Hasta empezar el viaje

Hasta empezar el viaje

Sergio Alonso

23/08/2017

El tren llegó a la estación y se detuvo al fin. De nuevo experimenté ese cosquilleo invulnerable que había acompañado a la mayoría de pensamientos respecto al viaje que pronto tendría lugar.

Subí a mi vagón con paso tembloroso. Podía sentir el peso de la gravedad sobre mis hombros y una fuerza electromagnética que me obligaba a doblar esfuerzos para levantar los pies del suelo. Encontré mi asiento, custodiado por una maraña de piernas y gestos impasibles, de rutina y aburrimiento inclemente. Me abrí paso entre disculpas y zancadas de nimio diámetro hasta dejarme caer sobre el acolchado desgastado de un asiento cuya novedad había caducado años atrás. Con escasos movimientos conseguí acomodarme y, cuando encontré la postura, la máquina empezó a andar, al principio con esfuerzo y quejas en forma de férreos chirridos y bocinas hasta que, dejando atrás la estación, alcanzó la velocidad que merecen los viajes como ese.
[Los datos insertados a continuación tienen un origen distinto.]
use bevy::prelude::*;
use bevy::sprite::{Anchor, SpriteImageMode};

use crate::{
    animation::{AnimationType, DespawnWhenFinished, SheetId},
    physics::{frame_scaled, Collider, PhysicsSet},
    playfield::Playfield,
    resources::{GameState, RoundEntity},
};

pub struct WaterPlugin;

impl Plugin for WaterPlugin {
    fn build(&self, app: &mut App) {
        app.add_systems(OnEnter(GameState::Playing), spawn_water)
            .add_systems(
                Update,
                (scroll_water_system, splash_system.after(PhysicsSet)),
            );
    }
}

const WATER_IMAGE: &str = "water.png";
/// Texel width of water.png.
const WATER_TEXTURE_WIDTH: f32 = 1024.0;
const TILE_SCALE: f32 = 0.25;
/// Layer tops below the screen centre, back to front.
const LAYER_DEPTHS: [f32; 3] = [0.42, 0.44, 0.46];
const LAYER_Z: [f32; 3] = [-2.0, -0.5, 1.0];

#[derive(Component)]
pub struct WaterLayer {
    pub index: usize,
    /// How far the texture has scrolled, in world units.
    pub tile_offset: f32,
}

/// Strip just under the front layer. Whatever touches it splashes.
#[derive(Component)]
pub struct WaterHitbox;

/// Marks a body that makes a splash the first time it touches the water.
/// Removed once the splash happens.
#[derive(Component)]
pub struct Splashes;

/// Even layers drift one way and odd layers the other.
pub fn layer_direction(index: usize) -> f32 {
    if index % 2 == 0 {
        -1.0
    } else {
        1.0
    }
}

/// Horizontal scroll speed at `elapsed_ms`, swinging back and forth.
pub fn scroll_speed(max_speed: f32, elapsed_ms: f32) -> f32 {
    max_speed * (elapsed_ms * 0.002).sin()
}

/// Sprite x for a layer scrolled by `tile_offset`; always in `(-tile_width, 0]`
/// so the oversized layer keeps covering the screen.
pub fn layer_x(tile_offset: f32, tile_width: f32) -> f32 {
    if tile_width <= 0.0 {
        return 0.0;
    }
    -tile_offset.rem_euclid(tile_width)
}

fn tile_width() -> f32 {
    WATER_TEXTURE_WIDTH * TILE_SCALE
}

fn spawn_water(mut commands: Commands, playfield: Res<Playfield>, asset_server: Res<AssetServer>) {
    let image: Handle<Image> = asset_server.load(WATER_IMAGE);
    let layer_size = Vec2::new(
        playfield.width + 2.0 * tile_width(),
        playfield.px_h(0.2),
    );

    for (index, (&depth, &z)) in LAYER_DEPTHS.iter().zip(LAYER_Z.iter()).enumerate() {
        commands.spawn((
            WaterLayer {
                index,
                tile_offset: 0.0,
            },
            RoundEntity,
            Sprite {
                image: image.clone(),
                custom_size: Some(layer_size),
                image_mode: SpriteImageMode::Tiled {
                    tile_x: true,
                    tile_y: false,
                    stretch_value: TILE_SCALE,
                },
                ..default()
            },
            Anchor::TOP_CENTER,
            Transform::from_xyz(0.0, -playfield.px_h(depth), z),
        ));
    }

    let middle = -playfield.px_h(LAYER_DEPTHS[1]);
    let last = -playfield.px_h(LAYER_DEPTHS[2]);
    let thickness = middle - last;
    commands.spawn((
        WaterHitbox,
        RoundEntity,
        Collider::rect(Vec2::new(playfield.width, thickness)),
        Transform::from_xyz(0.0, last - thickness / 2.0, 0.0),
    ));
}

fn scroll_water_system(
    time: Res<Time>,
    playfield: Res<Playfield>,
    mut layers: Query<(&mut WaterLayer, &mut Transform)>,
) {
    let speed = scroll_speed(playfield.speed(0.003), time.elapsed_secs() * 1000.0)
        * frame_scaled(time.delta_secs());
    for (mut layer, mut transform) in &mut layers {
        layer.tile_offset += speed * layer_direction(layer.index);
        transform.translation.x = layer_x(layer.tile_offset, tile_width());
    }
}

fn splash_system(
    mut commands: Commands,
    playfield: Res<Playfield>,
    hitboxes: Query<(&Transform, &Collider), With<WaterHitbox>>,
    bodies: Query<(Entity, &Transform, &Collider), (With<Splashes>, Without<WaterHitbox>)>,
) {
    let Ok((water_transform, water_collider)) = hitboxes.single() else {
        return;
    };
    let water_position = water_transform.translation.truncate();
    let surface = water_collider.centre(water_position).y + water_collider.half_height();

    for (entity, transform, collider) in &bodies {
        let position = transform.translation.truncate();
        if !collider.overlaps(position, water_collider, water_position) {
            continue;
        }
        commands.entity(entity).remove::<Splashes>();

        let frame = SheetId::Splash.frame_size().as_vec2();
        let scale = playfield.scale_for(frame.x, 0.3);
        let x = collider.centre(position).x;
        commands.spawn((
            RoundEntity,
            AnimationType::WaterSplash,
            DespawnWhenFinished,
            Transform::from_xyz(x, surface + playfield.px_h(0.08), -1.2)
                .with_scale(Vec3::splat(scale)),
        ));
        debug!("Splash at x={:.0}", x);
    }
}
use bevy::prelude::*;
use bevy::sprite::Anchor;

use crate::{
    animation::{AnimationFinishedEvent, AnimationType, SheetId},
    bat::Bat,
    config::{FrogConfig, GameConfig},
    physics::{frame_scaled, push_out, Collider, PhysicsSet},
    playfield::Playfield,
    resources::{GameState, RoundEntity},
};

pub struct FrogPlugin;

impl Plugin for FrogPlugin {
    fn build(&self, app: &mut App) {
        app.add_systems(OnEnter(GameState::Playing), spawn_frog)
            .add_systems(
                Update,
                (
                    (frog_track_system, frog_idle_system).chain(),
                    frog_blocks_bat_system
                        .after(PhysicsSet)
                        .run_if(in_state(GameState::Playing)),
                ),
            )
            .add_observer(on_frog_animation_finished);
    }
}

/// Where the frog's feet are on the tall tongue frames.
const TONGUE_ANCHOR: Vec2 = Vec2::new(0.0, -0.34);

/// Rides a lily pad back and forth across the pond. Times are seconds
/// since the frog appeared.
#[derive(Component)]
pub struct Frog {
    pub spawned_at: f32,
    pub last_tongue: f32,
    pub last_croak: f32,
    pub pad: Entity,
}

#[derive(Component)]
pub struct LilyPad;

#[derive(Copy, Clone, Debug, PartialEq, Eq)]
pub enum FrogAction {
    Tongue,
    Croak,
}

/// What an idle frog should do next, if anything. The tongue wins when both
/// are due.
pub fn next_frog_action(now: f32, last_tongue: f32, last_croak: f32, config: &FrogConfig) -> Option<FrogAction> {
    if now - last_tongue > config.tongue_interval {
        Some(FrogAction::Tongue)
    } else if now - last_croak > config.croak_interval {
        Some(FrogAction::Croak)
    } else {
        None
    }
}

/// 0 at the start of each period, 1 halfway through, back to 0 at the end.
pub fn ping_pong(t: f32, period: f32) -> f32 {
    if period <= 0.0 {
        return 0.0;
    }
    let mut position = t.rem_euclid(period) / period;
    if position > 0.5 {
        position = 1.0 - position;
    }
    position * 2.0
}

fn spawn_frog(
    mut commands: Commands,
    time: Res<Time>,
    config: Res<GameConfig>,
    playfield: Res<Playfield>,
) {
    let y = -playfield.px_h(config.frog.depth);

    let pad_scale = playfield.scale_for(SheetId::LilyPad.frame_size().x as f32, config.frog.scale);
    let pad = commands
        .spawn((
            LilyPad,
            RoundEntity,
            AnimationType::LilyPad,
            Transform::from_xyz(0.0, y - playfield.px_h(0.035), 0.2)
                .with_scale(Vec3::splat(pad_scale)),
        ))
        .id();

    let frame = SheetId::FrogIdle.frame_size().as_vec2();
    let scale = playfield.scale_for(frame.x, config.frog.scale);
    commands.spawn((
        Frog {
            spawned_at: time.elapsed_secs(),
            last_tongue: 0.0,
            last_croak: 0.0,
            pad,
        },
        RoundEntity,
        AnimationType::FrogIdle,
        Anchor::CENTER,
        Transform::from_xyz(0.0, y, 0.3).with_scale(Vec3::splat(scale)),
        Collider::circle_in_frame(
            frame,
            frame.x * 0.25,
            Vec2::new(frame.x * 0.25, frame.y * 0.06),
            scale,
        ),
    ));
}

/// Slides the frog and its pad along the track and bobs them on the water.
fn frog_track_system(
    time: Res<Time>,
    config: Res<GameConfig>,
    playfield: Res<Playfield>,
    mut frogs: Query<(&Frog, &mut Transform), Without<LilyPad>>,
    mut pads: Query<&mut Transform, With<LilyPad>>,
) {
    let now = time.elapsed_secs();
    let track = playfield.px_w(config.frog.track_width);
    let bob_speed = playfield.speed(config.frog.bob_speed) * frame_scaled(time.delta_secs());
    for (frog, mut transform) in &mut frogs {
        let t = now - frog.spawned_at;
        let x = ping_pong(t, config.frog.track_period) * track - track / 2.0;
        let bob = bob_speed * (t * 1000.0 * 0.005).sin();

        transform.translation.x = x;
        transform.translation.y += bob;
        if let Ok(mut pad) = pads.get_mut(frog.pad) {
            pad.translation.x = x;
            pad.translation.y += bob;
        }
    }
}

fn frog_idle_system(
    time: Res<Time>,
    config: Res<GameConfig>,
    mut frogs: Query<(&mut Frog, &mut AnimationType, &mut Anchor)>,
) {
    let now = time.elapsed_secs();
    for (mut frog, mut animation, mut anchor) in &mut frogs {
        if *animation != AnimationType::FrogIdle {
            continue;
        }
        let t = now - frog.spawned_at;
        match next_frog_action(t, frog.last_tongue, frog.last_croak, &config.frog) {
            Some(FrogAction::Tongue) => {
                frog.last_tongue = t;
                *animation = AnimationType::FrogTongue;
                *anchor = Anchor(TONGUE_ANCHOR);
            }
            Some(FrogAction::Croak) => {
                frog.last_croak = t;
                *animation = AnimationType::FrogCroak;
            }
            None => {}
        }
    }
}

/// Croaks and tongues play once, then the frog goes back to idling.
fn on_frog_animation_finished(
    trigger: On<AnimationFinishedEvent>,
    mut frogs: Query<(&mut AnimationType, &mut Anchor), With<Frog>>,
) {
    let event = trigger.event();
    let Ok((mut animation, mut anchor)) = frogs.get_mut(event.entity) else {
        return;
    };
    if matches!(event.animation_type, AnimationType::FrogCroak | AnimationType::FrogTongue) {
        *animation = AnimationType::FrogIdle;
        *anchor = Anchor::CENTER;
    }
}

/// The frog is solid: the bat gets pushed out of it.
fn frog_blocks_bat_system(
    frogs: Query<(&Transform, &Collider), (With<Frog>, Without<Bat>)>,
    mut bats: Query<(&mut Transform, &Collider), With<Bat>>,
) {
    for (mut bat_transform, bat_collider) in &mut bats {
        for (frog_transform, frog_collider) in &frogs {
            let bat_centre = bat_collider.centre(bat_transform.translation.truncate());
            let frog_centre = frog_collider.centre(frog_transform.translation.truncate());
            if let Some(delta) = push_out(
                bat_centre,
                bat_collider.radius(),
                frog_centre,
                frog_collider.radius(),
            ) {
                bat_transform.translation.x += delta.x;
                bat_transform.translation.y += delta.y;
            }
        }
    }
}
use bevy::camera::ScalingMode;
use bevy::prelude::*;

use crate::config::GameConfig;

pub struct PlayfieldPlugin;

impl Plugin for PlayfieldPlugin {
    fn build(&self, app: &mut App) {
        app.add_systems(Startup, spawn_camera);
    }
}

/// The logical screen every size and speed is measured against.
///
/// World units are logical pixels with the origin at the centre of the
/// screen and +y pointing up. Game code never hardcodes pixel amounts; it
/// asks for "a tenth of the width" so everything scales with the playfield.
#[derive(Resource, Copy, Clone, Debug, PartialEq)]
pub struct Playfield {
    pub width: f32,
    pub height: f32,
}

/// The visible area in world coordinates.
#[derive(Copy, Clone, Debug, PartialEq)]
pub struct CameraBox {
    pub left: f32,
    pub right: f32,
    pub top: f32,
    pub bottom: f32,
    pub width: f32,
    pub height: f32,
}

impl Playfield {
    pub fn new(width: f32, height: f32) -> Self {
        Playfield { width, height }
    }

    pub fn from_config(config: &GameConfig) -> Self {
        Playfield::new(config.width as f32, config.height as f32)
    }

    /// `fraction` of the playfield width, in world units.
    pub fn px_w(&self, fraction: f32) -> f32 {
        fraction * self.width
    }

    /// `fraction` of the playfield height, in world units.
    pub fn px_h(&self, fraction: f32) -> f32 {
        fraction * self.height
    }

    /// Speeds are always measured against the width, in units per second.
    pub fn speed(&self, fraction: f32) -> f32 {
        fraction * self.width
    }

    pub fn camera_box(&self) -> CameraBox {
        let half_width = self.width / 2.0;
        let half_height = self.height / 2.0;
        CameraBox {
            left: -half_width,
            right: half_width,
            top: half_height,
            bottom: -half_height,
            width: self.width,
            height: self.height,
        }
    }

    /// Uniform scale that makes a sprite frame `frame_width` texels wide
    /// cover `fraction` of the playfield width.
    pub fn scale_for(&self, frame_width: f32, fraction: f32) -> f32 {
        if frame_width <= 0.0 {
            return 1.0;
        }
        self.px_w(fraction) / frame_width
    }
}

/// The camera always shows the whole playfield and letterboxes the rest.
fn spawn_camera(mut commands: Commands, playfield: Res<Playfield>) {
    commands.spawn((
        Camera2d,
        Projection::Orthographic(OrthographicProjection {
            scaling_mode: ScalingMode::AutoMin {
                min_width: playfield.width,
                min_height: playfield.height,
            },
            ..OrthographicProjection::default_2d()
        }),
    ));
}

#[cfg(test)]
mod tests {
    use super::*;

    #[test]
    fn camera_box_is_centred() {
        let field = Playfield::new(1280.0, 720.0);
        let cam = field.camera_box();
        assert_eq!(cam.left, -640.0);
        assert_eq!(cam.right, 640.0);
        assert_eq!(cam.top, 360.0);
        assert_eq!(cam.bottom, -360.0);
        assert_eq!(cam.width, 1280.0);
    }

    #[test]
    fn sizes_follow_the_screen() {
        let small = Playfield::new(640.0, 360.0);
        let big = Playfield::new(1920.0, 1080.0);
        assert_eq!(small.px_w(0.25), 160.0);
        assert_eq!(big.px_h(0.1), 108.0);
        assert_eq!(big.speed(0.3) / small.speed(0.3), 3.0);
    }

    #[test]
    fn scale_for_hits_target_width() {
        let field = Playfield::new(1000.0, 562.5);
        let scale = field.scale_for(794.0, 0.1);
        assert!((794.0 * scale - 100.0).abs() < 1e-3);
        assert_eq!(field.scale_for(0.0, 0.1), 1.0);
    }
}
La ventana quedaba a mi izquierda, a la derecha de un gesto gris centrado en su teléfono móvil —que tenía yo en frente—. «Qué poco queda para empezar el viaje, ya estoy en el tren», recuerdo haber pensado. Estaba a escasas horas de mi primer destino. El sol se zambullía despacio en el horizonte mientras yo pensaba en lo increíble que iba a ser mi viaje. Me entusiasmaban muchísimo todas las posibilidades que me ofrecía el lugar al que me dirigía. Decidí lanzar una mirada inocente a mi entorno, para comprender qué me rodeaba en aquel momento, con quién compartía ese instante. Todo eran caras lúgubres, impasibles, con la misma expresión con la que un verdugo miraría a su víctima. En cierta medida esos rostros me contagiaron cierto desánimo en forma de realismo: no podía entusiasmarme por lo bueno que sería mi viaje si aún no lo había vivido. Comprendí que todo lo que había hecho era proyectar recuerdos de otros viajes o experiencias de mi ciudad natal que me habían entusiasmado en su momento sobre la idea de lo que sería mi aventura.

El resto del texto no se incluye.